*** Opening Record extracts ***
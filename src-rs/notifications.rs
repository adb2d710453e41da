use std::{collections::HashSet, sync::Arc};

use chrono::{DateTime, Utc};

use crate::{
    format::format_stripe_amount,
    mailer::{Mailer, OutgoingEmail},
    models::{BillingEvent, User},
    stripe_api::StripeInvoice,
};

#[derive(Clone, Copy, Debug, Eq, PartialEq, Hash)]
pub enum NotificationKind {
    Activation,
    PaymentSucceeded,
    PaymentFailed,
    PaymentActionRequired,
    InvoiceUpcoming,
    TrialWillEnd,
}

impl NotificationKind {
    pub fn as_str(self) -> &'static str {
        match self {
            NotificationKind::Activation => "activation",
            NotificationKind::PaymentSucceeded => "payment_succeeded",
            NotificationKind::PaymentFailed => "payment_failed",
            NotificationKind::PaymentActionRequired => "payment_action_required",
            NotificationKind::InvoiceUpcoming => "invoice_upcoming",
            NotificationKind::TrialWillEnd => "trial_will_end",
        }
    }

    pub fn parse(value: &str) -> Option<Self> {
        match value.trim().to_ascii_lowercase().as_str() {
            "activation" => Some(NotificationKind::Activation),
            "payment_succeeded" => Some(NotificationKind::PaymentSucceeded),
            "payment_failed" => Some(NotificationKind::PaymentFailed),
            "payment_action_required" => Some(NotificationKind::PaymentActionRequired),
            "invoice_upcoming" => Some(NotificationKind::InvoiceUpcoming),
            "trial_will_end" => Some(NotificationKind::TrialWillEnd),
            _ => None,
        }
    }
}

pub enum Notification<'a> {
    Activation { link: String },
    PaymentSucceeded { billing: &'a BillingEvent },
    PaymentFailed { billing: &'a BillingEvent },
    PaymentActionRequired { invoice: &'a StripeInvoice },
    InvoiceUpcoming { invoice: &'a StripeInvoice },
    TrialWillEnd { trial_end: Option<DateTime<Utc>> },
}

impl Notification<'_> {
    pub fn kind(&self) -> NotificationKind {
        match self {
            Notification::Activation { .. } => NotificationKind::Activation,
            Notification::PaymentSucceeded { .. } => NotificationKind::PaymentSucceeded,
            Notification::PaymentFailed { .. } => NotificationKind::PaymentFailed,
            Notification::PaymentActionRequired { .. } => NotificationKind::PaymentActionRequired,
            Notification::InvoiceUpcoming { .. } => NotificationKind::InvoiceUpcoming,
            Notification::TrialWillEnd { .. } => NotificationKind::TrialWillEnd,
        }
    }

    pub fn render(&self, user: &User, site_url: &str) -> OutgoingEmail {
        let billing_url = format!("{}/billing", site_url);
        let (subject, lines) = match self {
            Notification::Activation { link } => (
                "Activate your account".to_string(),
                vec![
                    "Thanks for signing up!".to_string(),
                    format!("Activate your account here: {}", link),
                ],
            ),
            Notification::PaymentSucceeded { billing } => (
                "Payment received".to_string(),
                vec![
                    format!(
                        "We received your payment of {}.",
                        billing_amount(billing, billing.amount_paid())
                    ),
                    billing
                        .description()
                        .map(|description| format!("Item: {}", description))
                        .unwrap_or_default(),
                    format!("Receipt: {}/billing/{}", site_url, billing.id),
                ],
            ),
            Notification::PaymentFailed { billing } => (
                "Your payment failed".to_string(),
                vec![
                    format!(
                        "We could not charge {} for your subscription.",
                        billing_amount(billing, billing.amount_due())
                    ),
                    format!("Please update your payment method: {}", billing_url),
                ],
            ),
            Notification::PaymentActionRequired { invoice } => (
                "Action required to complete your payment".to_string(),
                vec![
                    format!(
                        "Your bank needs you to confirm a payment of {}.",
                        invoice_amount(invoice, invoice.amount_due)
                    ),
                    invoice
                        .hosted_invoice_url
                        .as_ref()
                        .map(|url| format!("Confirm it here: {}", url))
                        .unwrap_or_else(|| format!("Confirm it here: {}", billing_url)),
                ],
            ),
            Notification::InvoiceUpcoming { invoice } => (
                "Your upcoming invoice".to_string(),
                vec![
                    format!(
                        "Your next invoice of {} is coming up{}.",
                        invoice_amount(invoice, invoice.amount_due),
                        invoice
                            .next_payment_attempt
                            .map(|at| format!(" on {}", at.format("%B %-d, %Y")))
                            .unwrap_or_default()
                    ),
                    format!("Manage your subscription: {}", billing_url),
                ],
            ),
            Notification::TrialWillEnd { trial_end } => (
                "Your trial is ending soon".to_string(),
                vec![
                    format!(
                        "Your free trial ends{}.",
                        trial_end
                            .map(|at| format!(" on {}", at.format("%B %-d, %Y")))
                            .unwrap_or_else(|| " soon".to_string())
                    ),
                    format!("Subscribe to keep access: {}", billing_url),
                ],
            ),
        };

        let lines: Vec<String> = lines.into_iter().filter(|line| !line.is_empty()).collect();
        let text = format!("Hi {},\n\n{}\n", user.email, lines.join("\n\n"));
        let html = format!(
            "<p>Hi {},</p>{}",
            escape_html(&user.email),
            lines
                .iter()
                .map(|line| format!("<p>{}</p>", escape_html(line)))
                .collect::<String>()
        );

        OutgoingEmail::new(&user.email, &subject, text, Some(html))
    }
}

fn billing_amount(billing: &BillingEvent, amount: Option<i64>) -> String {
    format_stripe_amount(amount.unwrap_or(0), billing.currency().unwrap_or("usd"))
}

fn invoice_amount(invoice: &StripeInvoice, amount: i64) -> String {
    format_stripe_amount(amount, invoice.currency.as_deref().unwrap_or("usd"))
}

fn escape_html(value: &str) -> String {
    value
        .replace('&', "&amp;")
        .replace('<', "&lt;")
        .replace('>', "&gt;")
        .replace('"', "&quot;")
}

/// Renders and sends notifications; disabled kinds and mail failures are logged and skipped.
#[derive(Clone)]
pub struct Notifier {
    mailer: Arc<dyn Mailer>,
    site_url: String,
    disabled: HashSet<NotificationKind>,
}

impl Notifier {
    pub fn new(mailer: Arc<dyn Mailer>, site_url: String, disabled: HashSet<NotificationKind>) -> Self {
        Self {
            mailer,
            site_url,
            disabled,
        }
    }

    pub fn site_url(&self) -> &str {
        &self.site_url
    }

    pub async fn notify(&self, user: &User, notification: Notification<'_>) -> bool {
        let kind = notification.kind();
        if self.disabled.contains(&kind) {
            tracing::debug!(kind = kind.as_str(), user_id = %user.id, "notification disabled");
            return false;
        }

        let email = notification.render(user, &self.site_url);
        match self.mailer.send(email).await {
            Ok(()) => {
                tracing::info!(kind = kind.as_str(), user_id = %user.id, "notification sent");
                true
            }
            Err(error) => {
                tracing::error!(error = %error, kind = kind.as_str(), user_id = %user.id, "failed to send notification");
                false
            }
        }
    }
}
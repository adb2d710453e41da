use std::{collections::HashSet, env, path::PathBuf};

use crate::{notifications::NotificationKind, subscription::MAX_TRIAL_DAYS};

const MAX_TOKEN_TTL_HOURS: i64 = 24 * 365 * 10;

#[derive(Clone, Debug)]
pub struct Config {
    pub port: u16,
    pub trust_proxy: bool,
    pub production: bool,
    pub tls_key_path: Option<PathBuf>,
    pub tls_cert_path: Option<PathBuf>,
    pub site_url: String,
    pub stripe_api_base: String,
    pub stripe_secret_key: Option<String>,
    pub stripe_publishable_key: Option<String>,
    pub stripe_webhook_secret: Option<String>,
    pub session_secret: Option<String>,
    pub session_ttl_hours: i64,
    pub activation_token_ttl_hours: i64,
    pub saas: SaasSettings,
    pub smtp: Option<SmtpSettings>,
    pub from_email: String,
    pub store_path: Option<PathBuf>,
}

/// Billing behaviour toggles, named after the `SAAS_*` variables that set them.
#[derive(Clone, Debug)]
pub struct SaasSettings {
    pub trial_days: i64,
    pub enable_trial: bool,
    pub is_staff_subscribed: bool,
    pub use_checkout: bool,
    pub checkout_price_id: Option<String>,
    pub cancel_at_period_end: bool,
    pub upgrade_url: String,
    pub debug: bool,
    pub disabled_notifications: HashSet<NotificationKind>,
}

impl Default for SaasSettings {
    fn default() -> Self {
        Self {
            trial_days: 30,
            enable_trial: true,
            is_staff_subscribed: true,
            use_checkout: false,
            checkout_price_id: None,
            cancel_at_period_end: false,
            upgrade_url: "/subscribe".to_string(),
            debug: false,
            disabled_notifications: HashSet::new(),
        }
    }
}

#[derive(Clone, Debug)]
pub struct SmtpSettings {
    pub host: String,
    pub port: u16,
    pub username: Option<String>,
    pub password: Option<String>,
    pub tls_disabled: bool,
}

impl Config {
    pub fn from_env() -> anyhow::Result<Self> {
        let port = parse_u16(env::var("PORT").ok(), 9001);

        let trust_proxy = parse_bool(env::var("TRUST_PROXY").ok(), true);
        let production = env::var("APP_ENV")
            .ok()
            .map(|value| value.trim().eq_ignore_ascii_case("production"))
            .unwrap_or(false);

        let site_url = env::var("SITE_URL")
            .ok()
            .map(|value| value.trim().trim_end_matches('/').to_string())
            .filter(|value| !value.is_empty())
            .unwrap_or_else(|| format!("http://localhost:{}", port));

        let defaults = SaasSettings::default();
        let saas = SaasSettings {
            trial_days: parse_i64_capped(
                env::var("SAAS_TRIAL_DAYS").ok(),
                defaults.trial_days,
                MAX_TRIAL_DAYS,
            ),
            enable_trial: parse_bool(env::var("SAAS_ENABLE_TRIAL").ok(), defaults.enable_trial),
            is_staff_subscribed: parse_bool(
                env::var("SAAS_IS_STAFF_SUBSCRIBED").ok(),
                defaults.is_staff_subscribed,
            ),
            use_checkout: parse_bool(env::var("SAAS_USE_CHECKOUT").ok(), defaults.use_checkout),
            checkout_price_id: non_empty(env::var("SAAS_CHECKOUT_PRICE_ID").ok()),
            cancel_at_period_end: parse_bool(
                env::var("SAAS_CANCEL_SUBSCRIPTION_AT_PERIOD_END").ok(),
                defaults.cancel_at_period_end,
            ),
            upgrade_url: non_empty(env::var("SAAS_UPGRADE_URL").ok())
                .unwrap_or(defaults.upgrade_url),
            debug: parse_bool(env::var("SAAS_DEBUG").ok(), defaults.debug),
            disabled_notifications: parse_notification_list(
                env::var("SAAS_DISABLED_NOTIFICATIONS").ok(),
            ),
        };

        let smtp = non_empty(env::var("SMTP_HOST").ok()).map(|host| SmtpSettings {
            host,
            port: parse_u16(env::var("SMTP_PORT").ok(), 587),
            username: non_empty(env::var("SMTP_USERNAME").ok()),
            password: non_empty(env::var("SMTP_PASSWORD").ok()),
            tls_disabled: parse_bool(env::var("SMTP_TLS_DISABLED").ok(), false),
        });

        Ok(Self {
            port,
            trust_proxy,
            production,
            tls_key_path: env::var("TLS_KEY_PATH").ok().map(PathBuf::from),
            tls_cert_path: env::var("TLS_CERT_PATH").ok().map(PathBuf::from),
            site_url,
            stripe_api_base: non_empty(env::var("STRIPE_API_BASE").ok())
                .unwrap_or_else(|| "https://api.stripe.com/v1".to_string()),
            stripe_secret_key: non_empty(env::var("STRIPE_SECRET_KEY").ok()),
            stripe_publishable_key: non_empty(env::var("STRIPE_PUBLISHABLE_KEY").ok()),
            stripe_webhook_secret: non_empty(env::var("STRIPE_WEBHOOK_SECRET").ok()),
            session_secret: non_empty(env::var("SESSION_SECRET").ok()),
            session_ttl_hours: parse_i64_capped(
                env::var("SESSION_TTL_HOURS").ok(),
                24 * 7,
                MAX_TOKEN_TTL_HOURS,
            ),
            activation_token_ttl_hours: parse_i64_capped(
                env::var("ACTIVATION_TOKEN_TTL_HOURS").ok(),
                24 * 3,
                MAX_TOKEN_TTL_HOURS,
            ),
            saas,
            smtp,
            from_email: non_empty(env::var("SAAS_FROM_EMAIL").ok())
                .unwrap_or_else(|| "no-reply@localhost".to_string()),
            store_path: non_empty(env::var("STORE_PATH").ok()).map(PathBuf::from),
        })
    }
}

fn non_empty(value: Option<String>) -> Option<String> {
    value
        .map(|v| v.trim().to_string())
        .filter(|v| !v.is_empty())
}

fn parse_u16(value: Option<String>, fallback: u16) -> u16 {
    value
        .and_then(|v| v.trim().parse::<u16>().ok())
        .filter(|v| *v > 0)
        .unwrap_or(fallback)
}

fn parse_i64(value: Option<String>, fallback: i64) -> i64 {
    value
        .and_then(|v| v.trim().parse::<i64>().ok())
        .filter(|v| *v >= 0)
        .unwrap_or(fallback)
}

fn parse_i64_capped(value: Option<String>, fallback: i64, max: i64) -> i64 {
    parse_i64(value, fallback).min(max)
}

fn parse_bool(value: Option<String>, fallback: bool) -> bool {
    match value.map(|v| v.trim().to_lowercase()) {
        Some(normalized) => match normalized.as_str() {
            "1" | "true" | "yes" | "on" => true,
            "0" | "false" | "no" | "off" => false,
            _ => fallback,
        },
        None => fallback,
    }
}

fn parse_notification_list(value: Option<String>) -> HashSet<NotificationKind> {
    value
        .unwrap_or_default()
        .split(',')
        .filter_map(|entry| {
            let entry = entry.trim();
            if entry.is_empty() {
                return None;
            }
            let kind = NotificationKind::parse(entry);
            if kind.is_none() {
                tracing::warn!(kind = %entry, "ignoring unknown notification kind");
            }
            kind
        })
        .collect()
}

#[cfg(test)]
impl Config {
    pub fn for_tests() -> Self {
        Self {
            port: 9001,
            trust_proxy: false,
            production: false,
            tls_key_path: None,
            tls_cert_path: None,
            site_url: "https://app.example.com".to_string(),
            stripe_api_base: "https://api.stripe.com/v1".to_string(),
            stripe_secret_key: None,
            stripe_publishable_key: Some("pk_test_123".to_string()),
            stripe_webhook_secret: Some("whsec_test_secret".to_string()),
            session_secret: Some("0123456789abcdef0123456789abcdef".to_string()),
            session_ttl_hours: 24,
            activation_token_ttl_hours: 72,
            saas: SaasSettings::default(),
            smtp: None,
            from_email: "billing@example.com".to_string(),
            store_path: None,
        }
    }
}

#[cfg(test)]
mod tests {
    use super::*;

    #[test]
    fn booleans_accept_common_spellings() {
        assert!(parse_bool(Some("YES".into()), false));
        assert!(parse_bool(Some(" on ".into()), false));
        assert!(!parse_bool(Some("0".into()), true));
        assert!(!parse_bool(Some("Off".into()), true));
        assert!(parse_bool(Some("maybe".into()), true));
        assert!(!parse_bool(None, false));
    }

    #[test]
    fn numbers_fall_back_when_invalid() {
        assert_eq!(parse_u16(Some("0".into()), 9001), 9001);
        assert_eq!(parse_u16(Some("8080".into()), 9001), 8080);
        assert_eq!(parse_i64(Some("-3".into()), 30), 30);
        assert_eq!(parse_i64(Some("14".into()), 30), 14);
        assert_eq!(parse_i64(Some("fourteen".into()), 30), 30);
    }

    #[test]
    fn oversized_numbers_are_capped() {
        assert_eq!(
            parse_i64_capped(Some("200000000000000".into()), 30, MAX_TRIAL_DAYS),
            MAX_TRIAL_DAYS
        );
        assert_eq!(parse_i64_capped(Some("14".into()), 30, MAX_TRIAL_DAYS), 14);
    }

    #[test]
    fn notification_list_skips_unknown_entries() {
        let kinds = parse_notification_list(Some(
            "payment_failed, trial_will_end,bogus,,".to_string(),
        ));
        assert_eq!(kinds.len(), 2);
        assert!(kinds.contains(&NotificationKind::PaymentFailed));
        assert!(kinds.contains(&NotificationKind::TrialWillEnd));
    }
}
*** Closing Record extracts ***
» **Instructions to follow**:
If a line in the records above includes the string "description", copy it.

» **Result for this exercise**:
                        .description()
                        .map(|description| format!("Item: {}", description))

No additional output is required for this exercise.